DATASET: Begin

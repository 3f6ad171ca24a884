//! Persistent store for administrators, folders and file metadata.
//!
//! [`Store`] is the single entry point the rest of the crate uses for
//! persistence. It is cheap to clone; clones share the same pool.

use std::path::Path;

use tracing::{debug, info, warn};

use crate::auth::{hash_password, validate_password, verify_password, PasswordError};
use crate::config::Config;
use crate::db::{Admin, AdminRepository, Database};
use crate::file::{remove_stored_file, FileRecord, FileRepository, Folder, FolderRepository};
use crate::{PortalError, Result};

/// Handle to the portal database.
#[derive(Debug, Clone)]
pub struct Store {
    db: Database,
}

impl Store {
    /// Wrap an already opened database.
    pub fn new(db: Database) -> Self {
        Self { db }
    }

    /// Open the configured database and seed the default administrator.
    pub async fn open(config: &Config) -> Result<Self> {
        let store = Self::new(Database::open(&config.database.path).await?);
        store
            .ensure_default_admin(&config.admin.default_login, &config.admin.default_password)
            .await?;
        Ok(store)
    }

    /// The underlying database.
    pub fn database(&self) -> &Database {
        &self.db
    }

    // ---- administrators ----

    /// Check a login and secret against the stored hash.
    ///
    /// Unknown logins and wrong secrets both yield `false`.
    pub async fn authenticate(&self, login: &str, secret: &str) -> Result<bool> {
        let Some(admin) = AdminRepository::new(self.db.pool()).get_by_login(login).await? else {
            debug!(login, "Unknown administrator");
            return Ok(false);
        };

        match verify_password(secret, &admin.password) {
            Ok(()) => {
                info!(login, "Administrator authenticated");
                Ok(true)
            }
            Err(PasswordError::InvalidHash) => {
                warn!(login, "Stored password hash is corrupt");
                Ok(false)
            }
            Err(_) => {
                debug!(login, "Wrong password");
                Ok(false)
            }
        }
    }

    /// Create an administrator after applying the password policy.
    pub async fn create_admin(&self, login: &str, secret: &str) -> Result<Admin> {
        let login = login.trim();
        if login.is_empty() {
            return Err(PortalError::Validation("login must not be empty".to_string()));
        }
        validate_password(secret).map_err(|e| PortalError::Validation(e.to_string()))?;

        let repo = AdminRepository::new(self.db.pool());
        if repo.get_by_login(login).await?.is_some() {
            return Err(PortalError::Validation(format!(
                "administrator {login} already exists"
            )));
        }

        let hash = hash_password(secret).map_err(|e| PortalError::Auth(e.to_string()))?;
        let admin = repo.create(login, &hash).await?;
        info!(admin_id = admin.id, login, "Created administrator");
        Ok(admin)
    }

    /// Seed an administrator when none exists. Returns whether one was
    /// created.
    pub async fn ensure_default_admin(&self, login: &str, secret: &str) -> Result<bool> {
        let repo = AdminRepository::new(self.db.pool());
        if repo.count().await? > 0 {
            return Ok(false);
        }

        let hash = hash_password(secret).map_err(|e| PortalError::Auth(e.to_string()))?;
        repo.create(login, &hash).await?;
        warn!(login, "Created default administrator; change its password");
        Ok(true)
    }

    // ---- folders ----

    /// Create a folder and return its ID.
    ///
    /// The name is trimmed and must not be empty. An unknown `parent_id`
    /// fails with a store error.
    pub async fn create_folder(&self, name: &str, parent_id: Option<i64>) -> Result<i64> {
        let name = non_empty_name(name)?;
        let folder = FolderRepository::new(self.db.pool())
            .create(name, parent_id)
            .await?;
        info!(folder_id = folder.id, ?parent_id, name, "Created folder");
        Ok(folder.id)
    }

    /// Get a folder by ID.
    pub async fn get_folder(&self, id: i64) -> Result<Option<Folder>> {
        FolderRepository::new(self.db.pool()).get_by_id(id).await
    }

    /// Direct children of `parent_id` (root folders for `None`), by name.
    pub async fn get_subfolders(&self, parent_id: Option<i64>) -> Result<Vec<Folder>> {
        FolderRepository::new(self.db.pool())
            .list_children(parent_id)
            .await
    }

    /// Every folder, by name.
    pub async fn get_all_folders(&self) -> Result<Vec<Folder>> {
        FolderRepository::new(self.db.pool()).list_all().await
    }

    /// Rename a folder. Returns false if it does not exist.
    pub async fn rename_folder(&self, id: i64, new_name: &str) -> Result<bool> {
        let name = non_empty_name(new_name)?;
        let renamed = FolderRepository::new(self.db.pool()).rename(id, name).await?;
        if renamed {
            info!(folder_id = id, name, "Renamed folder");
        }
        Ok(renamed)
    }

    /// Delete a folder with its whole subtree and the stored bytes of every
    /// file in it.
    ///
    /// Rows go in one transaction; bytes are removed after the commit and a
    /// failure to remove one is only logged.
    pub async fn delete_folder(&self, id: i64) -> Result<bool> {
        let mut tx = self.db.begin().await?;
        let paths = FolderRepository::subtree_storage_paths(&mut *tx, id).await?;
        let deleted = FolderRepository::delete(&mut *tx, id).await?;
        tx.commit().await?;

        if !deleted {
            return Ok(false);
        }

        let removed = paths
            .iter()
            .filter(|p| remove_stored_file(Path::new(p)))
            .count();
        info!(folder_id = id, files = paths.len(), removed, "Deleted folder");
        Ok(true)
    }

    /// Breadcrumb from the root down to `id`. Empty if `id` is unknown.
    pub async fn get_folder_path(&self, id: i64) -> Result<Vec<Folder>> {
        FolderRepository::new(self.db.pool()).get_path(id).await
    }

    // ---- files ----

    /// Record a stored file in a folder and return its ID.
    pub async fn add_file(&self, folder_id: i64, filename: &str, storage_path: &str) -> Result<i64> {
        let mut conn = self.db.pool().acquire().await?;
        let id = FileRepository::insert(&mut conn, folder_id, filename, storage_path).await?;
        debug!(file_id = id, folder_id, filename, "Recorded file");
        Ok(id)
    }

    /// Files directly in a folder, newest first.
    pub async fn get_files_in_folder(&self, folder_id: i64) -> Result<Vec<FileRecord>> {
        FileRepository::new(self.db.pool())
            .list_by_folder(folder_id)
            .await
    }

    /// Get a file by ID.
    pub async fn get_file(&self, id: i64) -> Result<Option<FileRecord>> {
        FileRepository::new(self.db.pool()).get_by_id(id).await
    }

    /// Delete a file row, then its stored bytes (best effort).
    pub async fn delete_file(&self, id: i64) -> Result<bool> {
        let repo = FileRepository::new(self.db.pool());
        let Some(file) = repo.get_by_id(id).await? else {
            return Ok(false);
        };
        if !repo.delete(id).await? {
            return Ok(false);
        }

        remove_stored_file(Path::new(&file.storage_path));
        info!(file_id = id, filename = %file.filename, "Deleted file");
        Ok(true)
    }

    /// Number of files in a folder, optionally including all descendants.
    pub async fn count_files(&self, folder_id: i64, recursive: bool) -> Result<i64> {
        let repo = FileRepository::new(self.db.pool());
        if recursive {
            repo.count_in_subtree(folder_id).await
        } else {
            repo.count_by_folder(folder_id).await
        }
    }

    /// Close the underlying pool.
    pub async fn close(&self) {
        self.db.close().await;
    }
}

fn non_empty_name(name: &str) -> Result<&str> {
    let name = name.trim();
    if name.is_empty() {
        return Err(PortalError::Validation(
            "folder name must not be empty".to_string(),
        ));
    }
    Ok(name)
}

DATASET: End

WHAT YOU HAVE TO DO. Give again, exactly as written, every line from the first one above through the line that has "the same pool." in it.

WRITTEN ANSWER.
repository 3f6ad171ca24a884
//! Persistent store for administrators, folders and file metadata.
//!
//! [`Store`] is the single entry point the rest of the crate uses for
//! persistence. It is cheap to clone; clones share the same pool.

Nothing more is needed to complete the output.